Hagger, who has almost 200 convictions for dishonesty offences, did not reply and last night police did not know where he was.
However he spoke to the Herald yesterday and said there was a simple explanation for why he was hiding.
He did not go to his last court date in Taupo as he was unwell, sending someone to hand over explanatory documents to the court and his lawyer.
"I've been on the methadone programme for a number of years and I was at the time coming off the methadone," he said.
"I took in a doctor's report and a medical certificate to have the matter adjourned and the judge said 'Mr Hagger is a liar and a thief and I'm not going to look at this'. Didn't even look at it and he put a warrant out for my arrest.
"I'm planning on going to court and turning myself in but not in that area. I've had a social worker recommend to me that I not go to that court, that I get it transferred out of that area."
Hagger, who would not say where he was, has been off methadone for about a month.
"I've got clean drug tests to go with that. I have been in prison before, of course - I've got a big past, I think I've got 178 dishonesty convictions, but I've been out of jail for five years.
"In that time I've tried to clean up my act."
Hagger vowed to end his offending and had solid plans for his future.

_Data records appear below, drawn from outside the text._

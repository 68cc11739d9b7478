//! Mass action input.

use chainproc_core::Entity;
use serde::Deserialize;
use serde_json::{Map, Value};

/// One selected row.
///
/// Rows loaded with their entity carry it as `root_entity`; plain rows carry
/// only column values, from which the identifier is read.
#[derive(Debug, Clone, Default, PartialEq, Deserialize)]
pub struct ResultRecord {
    #[serde(default)]
    pub root_entity: Option<Entity>,
    #[serde(default)]
    pub values: Map<String, Value>,
}

impl ResultRecord {
    /// A row holding its entity.
    pub fn with_entity(entity: Entity) -> Self {
        Self {
            root_entity: Some(entity),
            values: Map::new(),
        }
    }

    /// A plain row of column values.
    pub fn with_values(values: Map<String, Value>) -> Self {
        Self {
            root_entity: None,
            values,
        }
    }

    /// A plain row holding only an identifier column.
    pub fn with_identifier(column: impl Into<String>, id: impl Into<Value>) -> Self {
        let mut values = Map::new();
        values.insert(column.into(), id.into());
        Self::with_values(values)
    }

    /// A column value.
    pub fn value(&self, column: &str) -> Option<&Value> {
        self.values.get(column)
    }
}

/// Arguments of a mass delete.
#[derive(Debug, Clone, Default, PartialEq, Deserialize)]
pub struct MassDeleteArgs {
    /// Mass action name, used in error messages.
    pub action_name: String,
    /// Class of the entities to delete.
    #[serde(default)]
    pub entity_name: Option<String>,
    /// Identifier column, possibly alias-qualified (`u.id`).
    #[serde(default)]
    pub identifier: Option<String>,
    /// Translation key of the success message.
    #[serde(default)]
    pub success_message: Option<String>,
    /// Selected rows.
    #[serde(default)]
    pub records: Vec<ResultRecord>,
}

impl MassDeleteArgs {
    pub fn new(action_name: impl Into<String>) -> Self {
        Self {
            action_name: action_name.into(),
            ..Self::default()
        }
    }

    pub fn with_entity_name(mut self, entity_name: impl Into<String>) -> Self {
        self.entity_name = Some(entity_name.into());
        self
    }

    pub fn with_identifier(mut self, identifier: impl Into<String>) -> Self {
        self.identifier = Some(identifier.into());
        self
    }

    pub fn with_success_message(mut self, key: impl Into<String>) -> Self {
        self.success_message = Some(key.into());
        self
    }

    pub fn with_records(mut self, records: Vec<ResultRecord>) -> Self {
        self.records = records;
        self
    }

    /// Identifier column with any alias prefix removed.
    ///
    /// `None` when missing, empty, or ending in a bare alias (`u.`).
    pub fn identifier_column(&self) -> Option<&str> {
        self.identifier
            .as_deref()?
            .rsplit('.')
            .next()
            .filter(|column| !column.is_empty())
    }
}

#[cfg(test)]
mod tests {
    use super::*;
    use serde_json::json;

    #[test]
    fn test_identifier_column_strips_alias() {
        let args = MassDeleteArgs::new("delete").with_identifier("u.id");
        assert_eq!(args.identifier_column(), Some("id"));

        let args = MassDeleteArgs::new("delete").with_identifier("a.b.uuid");
        assert_eq!(args.identifier_column(), Some("uuid"));

        let args = MassDeleteArgs::new("delete").with_identifier("id");
        assert_eq!(args.identifier_column(), Some("id"));
    }

    #[test]
    fn test_missing_identifier() {
        assert_eq!(MassDeleteArgs::new("delete").identifier_column(), None);
        let args = MassDeleteArgs::new("delete").with_identifier("");
        assert_eq!(args.identifier_column(), None);
        let args = MassDeleteArgs::new("delete").with_identifier("u.");
        assert_eq!(args.identifier_column(), None);
    }

    #[test]
    fn test_deserialize_args() {
        let args: MassDeleteArgs = serde_json::from_value(json!({
            "action_name": "delete",
            "entity_name": "Acme\\User",
            "identifier": "u.id",
            "records": [
                {"values": {"id": 1}},
                {"root_entity": {"class": "Acme\\User", "id": 2}}
            ]
        }))
        .unwrap();

        assert_eq!(args.records.len(), 2);
        assert_eq!(args.records[0].value("id"), Some(&json!(1)));
        assert!(args.records[1].root_entity.is_some());
        assert_eq!(args.success_message, None);
    }
}
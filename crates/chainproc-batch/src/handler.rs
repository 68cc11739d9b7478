//! Mass delete handler.

use std::sync::Arc;

use chainproc_core::{
    AuthorizationChecker, Entity, EntityManager, EntityManagerRegistry, Translator,
};
use tracing::{debug, info, warn};

use crate::args::{MassDeleteArgs, ResultRecord};
use crate::deadline::Deadline;
use crate::error::{MassActionError, Result};
use crate::response::{DeleteLimit, MassActionResponse};
use crate::unit_of_work::UnitOfWork;

/// Translation key of the default success message.
pub const DEFAULT_SUCCESS_MESSAGE: &str = "grid.mass_action.delete.success_message";

/// Permission checked for every entity before removal.
pub const DELETE_PERMISSION: &str = "DELETE";

/// Default number of removals per commit.
pub const DEFAULT_BATCH_SIZE: usize = 100;

/// Request method of a mass action.
#[derive(Debug, Clone, PartialEq, Eq)]
pub enum HttpMethod {
    /// Preview the limit.
    Post,
    /// Delete.
    Delete,
    /// Any other method, kept verbatim for the error message.
    Other(String),
}

impl From<&str> for HttpMethod {
    fn from(method: &str) -> Self {
        match method.to_ascii_uppercase().as_str() {
            "POST" => Self::Post,
            "DELETE" => Self::Delete,
            _ => Self::Other(method.to_string()),
        }
    }
}

impl std::fmt::Display for HttpMethod {
    fn fmt(&self, f: &mut std::fmt::Formatter<'_>) -> std::fmt::Result {
        match self {
            HttpMethod::Post => write!(f, "POST"),
            HttpMethod::Delete => write!(f, "DELETE"),
            HttpMethod::Other(method) => write!(f, "{}", method),
        }
    }
}

/// Deletes selected records in batches.
pub struct MassDeleteHandler {
    managers: Arc<dyn EntityManagerRegistry>,
    authorization: Arc<dyn AuthorizationChecker>,
    translator: Arc<dyn Translator>,
    batch_size: usize,
    max_limit: usize,
}

impl MassDeleteHandler {
    pub fn new(
        managers: Arc<dyn EntityManagerRegistry>,
        authorization: Arc<dyn AuthorizationChecker>,
        translator: Arc<dyn Translator>,
    ) -> Self {
        Self {
            managers,
            authorization,
            translator,
            batch_size: DEFAULT_BATCH_SIZE,
            max_limit: usize::MAX,
        }
    }

    /// Set the number of removals per commit.
    pub fn with_batch_size(mut self, batch_size: usize) -> Self {
        self.batch_size = batch_size.max(1);
        self
    }

    /// Set the maximum number of records one request may delete.
    pub fn with_max_limit(mut self, max_limit: usize) -> Self {
        self.max_limit = max_limit;
        self
    }

    /// Limit preview for the selection.
    pub fn limit(&self, args: &MassDeleteArgs) -> DeleteLimit {
        DeleteLimit::new(args.records.len(), self.max_limit)
    }

    /// Dispatch on the request method.
    ///
    /// `POST` previews the limit, `DELETE` deletes within the limit and the
    /// deadline, anything else yields an unsuccessful response.
    pub fn handle(
        &self,
        method: impl Into<HttpMethod>,
        mut args: MassDeleteArgs,
        deadline: Deadline,
    ) -> Result<MassActionResponse> {
        let limit = self.limit(&args);
        match method.into() {
            HttpMethod::Post => Ok(limit.into()),
            HttpMethod::Delete => {
                args.records.truncate(limit.deletable);
                self.delete(&args, deadline)
            }
            HttpMethod::Other(method) => Ok(MassActionResponse::new(
                false,
                format!("Method \"{}\" is not supported", method),
            )),
        }
    }

    /// Delete every permitted record of `args`.
    ///
    /// Stops early once `deadline` passes; work staged so far is committed and
    /// the response carries `"truncated": true`.
    pub fn delete(&self, args: &MassDeleteArgs, deadline: Deadline) -> Result<MassActionResponse> {
        let entity_name = args
            .entity_name
            .as_deref()
            .filter(|s| !s.is_empty())
            .ok_or_else(|| MassActionError::MissingEntityName(args.action_name.clone()))?;
        let identifier = args
            .identifier_column()
            .ok_or_else(|| MassActionError::MissingIdentifier(args.action_name.clone()))?;
        let manager = self
            .managers
            .manager_for_class(entity_name)
            .ok_or_else(|| MassActionError::NotManageable(entity_name.to_string()))?;

        let span = tracing::debug_span!(
            "mass_delete",
            action = %args.action_name,
            entity = entity_name
        );
        let _enter = span.enter();

        let mut uow = UnitOfWork::new(Arc::clone(&manager), self.batch_size);
        let mut truncated = false;
        let mut denied = 0usize;

        for (index, record) in args.records.iter().enumerate() {
            if deadline.is_expired() {
                warn!(
                    deleted = uow.staged(),
                    remaining = args.records.len() - index,
                    "deadline reached, stopping mass delete"
                );
                truncated = true;
                break;
            }

            let Some(entity) = self.resolve(record, entity_name, identifier, &manager)? else {
                continue;
            };
            if !self.authorization.is_granted(DELETE_PERMISSION, &entity) {
                debug!(id = ?entity.id, "delete not granted, skipping");
                denied += 1;
                continue;
            }
            uow.remove(&entity)?;
        }

        uow.finish()?;

        let count = uow.staged();
        info!(count, denied, commits = uow.commits(), truncated, "mass delete finished");

        let message_key = args
            .success_message
            .as_deref()
            .unwrap_or(DEFAULT_SUCCESS_MESSAGE);
        let message = self
            .translator
            .trans(message_key, &[("%count%", count.to_string())]);

        let mut response = MassActionResponse::new(count > 0, message).with_option("count", count);
        if truncated {
            response = response.with_option("truncated", true);
        }
        Ok(response)
    }

    /// The entity a record refers to: its root entity, else a reference
    /// loaded by identifier.
    fn resolve(
        &self,
        record: &ResultRecord,
        entity_name: &str,
        identifier: &str,
        manager: &Arc<dyn EntityManager>,
    ) -> Result<Option<Entity>> {
        if let Some(ref entity) = record.root_entity {
            return Ok(Some(entity.clone()));
        }
        match record.value(identifier) {
            Some(id) if !id.is_null() => Ok(manager.reference(entity_name, id)?),
            _ => Ok(None),
        }
    }
}

impl std::fmt::Debug for MassDeleteHandler {
    fn fmt(&self, f: &mut std::fmt::Formatter<'_>) -> std::fmt::Result {
        f.debug_struct("MassDeleteHandler")
            .field("batch_size", &self.batch_size)
            .field("max_limit", &self.max_limit)
            .finish_non_exhaustive()
    }
}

"I'm off the methadone. I've already done a certificate of social and community science and a year of youth work previously. I've done drug and alcohol courses, anger management, stress management, relapse prevention - all those sorts of things.
"I have either a year to go on my youth work course or two years on my social and community science course. So I'm planning on continuing those."
Hagger said he wanted to get the charges dealt with as quickly as possible so he could move on with his life.
He said police had not contacted him on Facebook, apart from the response they made about his posting on their own page. "Yes I am planning on getting in touch with them."
He was "quite surprised" his message to police had created such a stir.
The officers who run the Facebook page removed Hagger's post, an action which annoyed some followers who believed the comment created publicity that would have helped police to find him.
An officer maintaining the page yesterday said the deleted comments were detracting from the purpose of publishing Hagger's photo.
"Fair call, we are new to this social media thing and the posts appeared to be detracting from the purpose of the thread. I see now that they created traffic ... But in the long game the purpose of the page is not about creating traffic and having things go viral," they wrote.
Hagger spent time in jail in 2008, twice in 2007 and in 2004 for offences including escaping from police custody, theft, shoplifting and theft. He also has convictions in Australia.